Instance-dependent noise — the probability of mislabeling depends on the actual content of the example. This is the most realistic and hardest to handle.

Prerequisites

The examples below use Python with scikit-learn, numpy, and cleanlab. Install them if you haven't already:

pip install scikit-learn numpy cleanlab

You should be comfortable with basic classification workflows and know what a cross-validated predicted probability is. Nothing here requires deep learning, though the same ideas apply to neural networks.

Detecting Noise with Loss Inspection

The fastest first pass is to look at per-sample training loss after a model has converged. Genuinely mislabeled examples tend to have consistently high loss because the model learns the true pattern in the data and then struggles to fit the wrong label.

Train a simple baseline model and collect the per-sample cross-entropy loss on the training set:

import numpy as np
from sklearn.linear_model import LogisticRegression
from sklearn.preprocessing import label_binarize

def per_sample_log_loss(y_true, y_prob):
    classes = np.unique(y_true)
    y_bin = label_binarize(y_true, classes=classes)
    # Clip probabilities to avoid log(0)
    y_prob = np.clip(y_prob, 1e-7, 1 - 1e-7)
    return -np.sum(y_bin * np.log(y_prob), axis=1)

model = LogisticRegression(max_iter=1000)
model.fit(X_train, y_train)
probs = model.predict_proba(X_train)

losses = per_sample_log_loss(y_train, probs)
# Flag the top 5% as suspicious
threshold = np.percentile(losses, 95)
suspicious_idx = np.where(losses > threshold)[0]
print(f"{len(suspicious_idx)} suspicious examples found")
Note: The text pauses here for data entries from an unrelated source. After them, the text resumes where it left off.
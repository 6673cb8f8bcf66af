use std_util::str;

/// A display name broken into lower-case words.
#[derive(Debug, Clone, Eq, PartialEq, Hash)]
pub struct Name {
    pub parts: Vec<String>,
}

impl Name {
    pub fn new(src: &str) -> Self {
        let snake = str::snake_case(src);
        let parts = snake
            .split('_')
            .filter(|part| !part.is_empty())
            .map(String::from)
            .collect();
        Self { parts }
    }

    pub fn snake_case(&self) -> String {
        self.parts.join("_")
    }

    pub fn upper_camel_case(&self) -> String {
        str::upper_camel_case(&self.snake_case())
    }

    /// The same name with its last word singularized.
    pub fn singular(&self) -> Name {
        self.map_last(str::singularize)
    }

    /// The same name with its last word pluralized.
    pub fn plural(&self) -> Name {
        self.map_last(str::pluralize)
    }

    fn map_last(&self, f: impl FnOnce(&str) -> String) -> Name {
        let mut parts = self.parts.clone();
        if let Some(last) = parts.last_mut() {
            *last = f(last);
        }
        Name { parts }
    }
}

/// Normalizes a table or column display name into a snake case identifier:
/// `"Foo Bar"` becomes `foo_bar`.
pub fn to_identifier(name: &str) -> String {
    Name::new(name).snake_case()
}

/// Normalizes a table display name into a singular type name: `"Foo Bars"`
/// becomes `FooBar`.
pub fn to_type_name(name: &str) -> String {
    Name::new(name).singular().upper_camel_case()
}

/// Identifier with its last word pluralized: `"Season"` becomes `seasons`.
pub fn to_plural_identifier(name: &str) -> String {
    Name::new(name).plural().snake_case()
}
pub mod driver;
pub use driver::Driver;

mod error;
pub use error::{Error, IntoError};

mod formula;
pub use formula::Formula;

mod record;
pub use record::{RawRecord, RecordId};

pub mod schema;
pub use schema::Schema;

mod value;
pub use value::Value;

/// A Result type alias that uses Airstorm's [`Error`] type.
pub type Result<T> = core::result::Result<T, Error>;

pub use async_trait::async_trait;
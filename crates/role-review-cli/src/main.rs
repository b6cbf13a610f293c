//! role-review CLI tool.
//!
//! Usage:
//! ```bash
//! role-review check [OPTIONS] [PATHS]...
//! role-review list-roles
//! role-review init
//! ```

use anyhow::Result;
use clap::{Parser, Subcommand};
use std::path::{Path, PathBuf};
use tracing_subscriber::EnvFilter;

mod commands;
mod config_resolver;
mod discover;

/// Role-based review of Python changes
#[derive(Parser)]
#[command(name = "role-review")]
#[command(author, version, about, long_about = None)]
struct Cli {
    /// Enable verbose output
    #[arg(short, long, global = true)]
    verbose: bool,

    /// Path to configuration file
    #[arg(short, long, global = true)]
    config: Option<PathBuf>,

    #[command(subcommand)]
    command: Commands,
}

#[derive(Subcommand)]
enum Commands {
    /// Review files (default: files staged in git)
    Check {
        /// Files or directories to review instead of the staged files
        paths: Vec<PathBuf>,

        /// Review every file in the working tree
        #[arg(long, conflicts_with = "paths")]
        all: bool,

        /// Output format
        #[arg(short, long, default_value = "text")]
        format: OutputFormat,

        /// Only run specific roles (comma-separated)
        #[arg(long)]
        roles: Option<String>,
    },

    /// List available roles
    ListRoles,

    /// Initialize configuration file
    Init {
        /// Overwrite existing config
        #[arg(long)]
        force: bool,
    },
}

/// Output format for review results.
#[derive(Clone, Copy, Debug, Default, clap::ValueEnum)]
pub enum OutputFormat {
    /// Human-readable report.
    #[default]
    Text,
    /// JSON output.
    Json,
    /// One-line-per-issue compact format.
    Compact,
}

fn main() -> Result<()> {
    let cli = Cli::parse();

    let filter = if cli.verbose {
        EnvFilter::new("debug")
    } else {
        EnvFilter::new("info")
    };

    tracing_subscriber::fmt()
        .with_env_filter(filter)
        .with_target(false)
        .with_writer(std::io::stderr)
        .init();

    match cli.command {
        Commands::Check {
            paths,
            all,
            format,
            roles,
        } => {
            let source = config_resolver::resolve(Path::new("."), cli.config.as_deref());
            let target = if all {
                discover::Target::WorkingTree
            } else if paths.is_empty() {
                discover::Target::Staged
            } else {
                discover::Target::Paths(paths)
            };
            commands::check::run(target, format, roles.as_deref(), &source)
        }
        Commands::ListRoles => {
            commands::list_roles::run();
            Ok(())
        }
        Commands::Init { force } => commands::init::run(force),
    }
}
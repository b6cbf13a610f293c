//! Output formatting for review results.

use anyhow::Result;
use role_review_core::ReviewResult;

use crate::OutputFormat;

/// Print review results in the specified format.
pub fn print(result: &ReviewResult, format: OutputFormat) -> Result<()> {
    match format {
        OutputFormat::Text => print!("{}", result.format_report()),
        OutputFormat::Json => return print_json(result),
        OutputFormat::Compact => print!("{}", compact(result)),
    }
    Ok(())
}

fn print_json(result: &ReviewResult) -> Result<()> {
    let json = serde_json::to_string_pretty(result)?;
    println!("{json}");
    Ok(())
}

/// One `file:line: [role] message` line per issue.
fn compact(result: &ReviewResult) -> String {
    result
        .issues
        .iter()
        .map(|issue| format!("{issue}\n"))
        .collect()
}
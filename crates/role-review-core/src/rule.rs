//! Checker trait implemented by every review role.

use crate::source::SourceUnit;
use crate::types::{Issue, Role};

/// The rule set of one review role.
///
/// Checkers are pure: the same [`SourceUnit`] always yields the same issues,
/// and checkers never fail. A file with nothing to report yields an empty
/// vector.
///
/// # Example
///
/// ```ignore
/// use role_review_core::{Issue, Role, RoleChecker, SourceUnit};
///
/// pub struct NoWildcardImports;
///
/// impl RoleChecker for NoWildcardImports {
///     fn role(&self) -> Role { Role::Reviewer }
///
///     fn check(&self, unit: &SourceUnit) -> Vec<Issue> {
///         unit.numbered_lines()
///             .filter(|(_, l)| l.contains("import *"))
///             .map(|(n, _)| Issue::new(self.role(), unit.display_path(), n, "Avoid wildcard imports"))
///             .collect()
///     }
/// }
/// ```
pub trait RoleChecker: Send + Sync {
    /// Role this checker is registered under.
    fn role(&self) -> Role;

    /// Returns a brief description of what this role checks.
    fn description(&self) -> &'static str {
        ""
    }

    /// Checks a single file and returns any issues found.
    fn check(&self, unit: &SourceUnit) -> Vec<Issue>;
}

/// Type alias for boxed [`RoleChecker`] trait objects.
pub type CheckerBox = Box<dyn RoleChecker>;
This is a rough heuristic, not a definitive detector. Hard examples near a decision boundary also get high loss, so you'll need a second filter before doing anything drastic.

Cross-Validation Confidence Scores

A more reliable method is to use out-of-fold predicted probabilities. If a model trained on everything except a given example still assigns low probability to that example's label, that's a strong signal the label is wrong.

from sklearn.model_selection import StratifiedKFold
from sklearn.linear_model import LogisticRegression
import numpy as np

def get_oof_probabilities(X, y, n_splits=5):
    n_classes = len(np.unique(y))
    oof_probs = np.zeros((len(y), n_classes))
    skf = StratifiedKFold(n_splits=n_splits, shuffle=True, random_state=42)

    for train_idx, val_idx in skf.split(X, y):
        model = LogisticRegression(max_iter=1000)
        model.fit(X[train_idx], y[train_idx])
        oof_probs[val_idx] = model.predict_proba(X[val_idx])

    return oof_probs

oof_probs = get_oof_probabilities(X_train, y_train)
# Confidence in the given label for each sample
label_confidence = oof_probs[np.arange(len(y_train)), y_train]
low_confidence_idx = np.where(label_confidence < 0.1)[0]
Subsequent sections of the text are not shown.